Array map shows the area to be charted by the NEPTUNE project

Last week's announcement that the data-gathering capacity of the NEPTUNE undersea observatory will be roughly triple what was originally planned already has scientists thinking about new avenues of research.

The $20-million funding boost will let NEPTUNE engineers expand the original project from two instrument packages ("nodes") to six. That will allow scientists to gather data from a much wider expanse of the ocean floor off Vancouver Island's west coast and examine underwater phenomena and natural processes in ways that simply aren't possible now. NEPTUNE project director Dr. Chris Barnes says that some of the new instruments will be located at Folger Passage, a point on the continental shelf near the Bamfield Marine Station research facility.

The project director points out that a recent biological phenomenon that made national headlines could have been documented in detail if NEPTUNE had already been in place. An "algae bloom" occurred off the west coast of Vancouver Island in June and was so massive that it was visible from space. Orbiting NASA instruments took photographs of the unusually large algae bloom, but the amount of information that could be gathered at sea level was limited.

"We got that as a snapshot at its peak, but why did it happen? What were the physical and chemical conditions of the seawater that allowed those sub-microscopic, individual cocolith (to reproduce to that extent)?" asks Barnes. "They were there in their billions and trillions."

Cocolith algae are sub-microscopic calcareous (calcium carbonate-based) organisms. They're part of the phytoplankton family and exist near the bottom of the food chain as a vitally important food source for higher forms of life. Barnes wants to know what happened after the algae died off and the chalk-like material associated with them eventually settled to the sea floor.

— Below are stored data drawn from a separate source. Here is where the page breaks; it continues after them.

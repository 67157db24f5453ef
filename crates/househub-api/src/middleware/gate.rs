//! Route gate middleware for protected pages.

use axum::extract::{Request, State};
use axum::http::{StatusCode, header};
use axum::middleware::Next;
use axum::response::{IntoResponse, Response};
use tower_cookies::Cookies;

use househub_auth::gate::GateDecision;

use crate::cookie::session_token;
use crate::extractors::CurrentUser;
use crate::state::AppState;

/// Runs the route gate before the handler.
///
/// Redirects (302) to the login page when a protected path is requested
/// without a live session. Otherwise forwards the request, attaching
/// [`CurrentUser`] when the session resolved.
pub async fn route_gate(
    State(state): State<AppState>,
    cookies: Cookies,
    mut request: Request,
    next: Next,
) -> Response {
    let token = session_token(&cookies, &state.config.session.cookie_name);

    let decision = state
        .gate
        .evaluate(request.uri().path(), token.as_deref())
        .await;

    match decision {
        GateDecision::Redirect { location } => {
            (StatusCode::FOUND, [(header::LOCATION, location)]).into_response()
        }
        GateDecision::Allow { user_id } => {
            if let Some(id) = user_id {
                request.extensions_mut().insert(CurrentUser(id));
            }
            next.run(request).await
        }
    }
}
//! # househub-api
//!
//! HTTP layer for HouseHub built on Axum.
//!
//! Provides the JSON endpoints, the page and asset routes, the route gate
//! middleware, session cookie handling, extractors, DTOs, and error mapping.

pub mod app;
pub mod cookie;
pub mod dto;
pub mod error;
pub mod extractors;
pub mod handlers;
pub mod middleware;
pub mod router;
pub mod state;

pub use app::{build_app, run_server};
pub use error::ApiError;
pub use state::AppState;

"How would that have affected all the physical and chemical processes in that marine environment?" asks Barnes. "If you're not out there when it happens - and we rarely are because they're unpredictable events - then how do we ever understand that?"

The Barkley Canyon node will house a small, robotic "crawler" that will be attached to a tether containing power and data cables. It will be capable of travelling about 100 metres along the edge of the shelf to collect information about the surrounding environment. Researchers are interested in exploring exposed deposits of solidified methane along that shelf.

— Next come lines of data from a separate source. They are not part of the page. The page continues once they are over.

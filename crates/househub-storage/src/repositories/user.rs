//! User dataset repository.

use std::path::PathBuf;

use tokio::sync::Mutex;
use tracing::info;

use househub_core::result::AppResult;
use househub_entity::user::{User, UserId};

use crate::json_file::JsonFile;

/// Repository over `users.json`.
///
/// Reads are lock-free. Every read-modify-write cycle holds `write_lock`
/// for its whole duration, so two writers can never interleave and a
/// check made inside the cycle (such as email uniqueness) still holds
/// when the document is written.
#[derive(Debug)]
pub struct UserRepository {
    /// Backing document.
    file: JsonFile,
    /// Serializes writers.
    write_lock: Mutex<()>,
}

impl UserRepository {
    /// Creates a repository over the document at `path`.
    pub fn new(path: impl Into<PathBuf>) -> Self {
        Self {
            file: JsonFile::new(path),
            write_lock: Mutex::new(()),
        }
    }

    /// Loads every user. A missing dataset is an empty one.
    pub async fn find_all(&self) -> AppResult<Vec<User>> {
        self.file.read_or_default().await
    }

    /// Finds a user by email, ignoring case.
    pub async fn find_by_email(&self, email: &str) -> AppResult<Option<User>> {
        let users = self.find_all().await?;
        Ok(users.into_iter().find(|u| u.email_matches(email)))
    }

    /// Finds a user by ID.
    pub async fn find_by_id(&self, id: UserId) -> AppResult<Option<User>> {
        let users = self.find_all().await?;
        Ok(users.into_iter().find(|u| u.id == id))
    }

    /// Appends the user produced by `build` inside one serialized write cycle.
    ///
    /// `build` sees the current users and may reject the insert by
    /// returning an error, in which case nothing is written.
    pub async fn create_with<F>(&self, build: F) -> AppResult<User>
    where
        F: FnOnce(&[User]) -> AppResult<User>,
    {
        let _guard = self.write_lock.lock().await;

        let mut users = self.find_all().await?;
        let user = build(&users)?;
        users.push(user.clone());
        self.file.write(&users).await?;

        info!(user_id = user.id, total = users.len(), "User created");
        Ok(user)
    }

    /// Applies `update` to every user inside one serialized write cycle.
    ///
    /// `update` returns whether it changed the record; the dataset is only
    /// rewritten when at least one record changed. Returns the change count.
    pub async fn update_each<F>(&self, mut update: F) -> AppResult<usize>
    where
        F: FnMut(&mut User) -> bool,
    {
        let _guard = self.write_lock.lock().await;

        let mut users = self.find_all().await?;
        let mut changed = 0;
        for user in users.iter_mut() {
            if update(user) {
                changed += 1;
            }
        }
        if changed > 0 {
            self.file.write(&users).await?;
        }
        Ok(changed)
    }

    /// The ID the next created user receives: highest existing ID plus one.
    pub fn next_id(users: &[User]) -> UserId {
        users.iter().map(|u| u.id).max().unwrap_or(0) + 1
    }
}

Methane is a gas generated by microbes deep within the sediment. It tends to rise to the surface along fault zones and can turn into a solid when pressure and temperature conditions are just right. The slightly soft, white material is composed of methane, trapped water and sediment.

"It's usually tens to hundreds of metres below the sediment surface along the continental slope," explains Barnes. "Of course, methane is a serious greenhouse gas. Any significant change in ocean temperature might liberate methane and we're obviously interested to see what would happen with that response."

The material becomes unstable when exposed to air at the ocean's surface and is transformed from a solid to a gaseous state.

"That, of course, is what we're concerned about: the release of a lot of this methane over time," says Barnes.